Though the band is often compared to like-minded emo mainstay Dashboard Confessional, don’t tell that to Gorbel.

“It’s a pain getting that comparison. I honestly feel that what I did was exactly the same before I ever heard his music. It comes a lot, though – I mean, it’s a guy with an acoustic guitar,” Gorbel said in a recent interview with The Pitt News.

So what does The Honorary Title sound like? Take your most secretive, personal diary entry. Now set it to a backdrop of gentle guitar strumming with some added country twang, touches of piano and plodding basslines with a melody that will creep up and haunt you for days. Let Gorbel sing it with his tortured, deep and rich voice. And just like that, The Honorary Title has a new song.

Though the band’s sound is often matched up with that of geniuses like Jeff Buckley and Ryan Adams, it is Gorbel’s storytelling lyrics that turn the most heads.

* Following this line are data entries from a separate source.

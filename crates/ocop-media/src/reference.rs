//! Reference classification.

/// The shape of an image reference, inferred from its content.
///
/// Variants are listed in the order they are checked. The order matters:
/// `data:image/png;base64,iVBOR…` contains no `/` at the front and would
/// otherwise be taken for a bare relative path.
#[derive(Debug, Clone, Copy, PartialEq, Eq)]
pub enum ReferenceKind<'a> {
    /// Absent, empty, or only whitespace.
    Missing,

    /// A `data:` URI. Renderable as is.
    InlineData(&'a str),

    /// `http://` or `https://`. Renderable as is.
    Absolute(&'a str),

    /// Starts with `/`: relative to the server origin.
    RootRelative(&'a str),

    /// Anything else: a bare path relative to the server origin.
    Relative(&'a str),
}

/// Classifies a reference. Surrounding whitespace is ignored and scheme
/// markers are matched case-insensitively.
pub fn classify(reference: Option<&str>) -> ReferenceKind<'_> {
    let Some(reference) = reference.map(str::trim).filter(|r| !r.is_empty())
    else {
        return ReferenceKind::Missing;
    };

    if has_prefix(reference, "data:") {
        ReferenceKind::InlineData(reference)
    } else if has_prefix(reference, "http://") || has_prefix(reference, "https://") {
        ReferenceKind::Absolute(reference)
    } else if reference.starts_with('/') {
        ReferenceKind::RootRelative(reference)
    } else {
        ReferenceKind::Relative(reference)
    }
}

fn has_prefix(s: &str, prefix: &str) -> bool {
    s.get(..prefix.len())
        .is_some_and(|head| head.eq_ignore_ascii_case(prefix))
}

In “Frame by Frame,” Gorbel sings, “I share with complete strangers my most personal of pleasures,” and the line is undoubtedly true. With The Honorary Title, Gorbel has written songs about such familiar ground as breakups and broken hearts, but also ventures into less-worn topics like suicide. But whereas many songwriters would hesitate to expose the furtive highs and lows of their lives before an audience, Gorbel embraces the chance.

“It’s being able to feel uncomfortable again – to recapture the feeling of the moments that these songs are about. When it’s translated to the audience, it’s sincere. I don’t want to be on automatic pilot,” Gorbel said.

In this sense, Gorbel sees playing his story-songs live as nothing short of therapeutic – like being hypnotized and transported back to some memory, be it painful or happy. Anyone who has seen the band live is bound to agree; Gorbel can be seen writhing onstage, eyes closed with his mouth attached to the microphone as if held by magnets. But Gorbel had a different way to describe such therapy:

“After each show, if it’s a good show, I feel like I just got laid – tired, yet fulfilled.”

The band’s first headlining tour saw Gorbel and his crew driving the ubiquitous tour van all over the East coast last November, the closest show to Pittsburgh being in Erie. Tonight’s show at Mr. Small’s marks the first date of the second round of touring. The band will hit the road with label mates Limbeck, a hook-heavy country pop band, and Koufax, a band that plays danceable, piano-driven rock.

Though the bands will likely be seen mixing with the crowd after the show, don’t expect to see Gorbel before The Honorary Title takes the stage. His voice being his most lethal musical weapon, Gorbel will seclude himself backstage or back in the van and sing for upwards of 40 minutes, with tea, Red Bull, whiskey or any combination of the three.

While Gorbel tends to play an acoustic onstage, the show is undeniably heavy, featuring a backup band of Kamstra and two other musicians. Now touring with a full band instead of just Kamstra, the tour van is a whole new world.

Luckily, Gorbel packs light.

“I just need my iPod. And moist towlettes – gotta have moist towlettes.”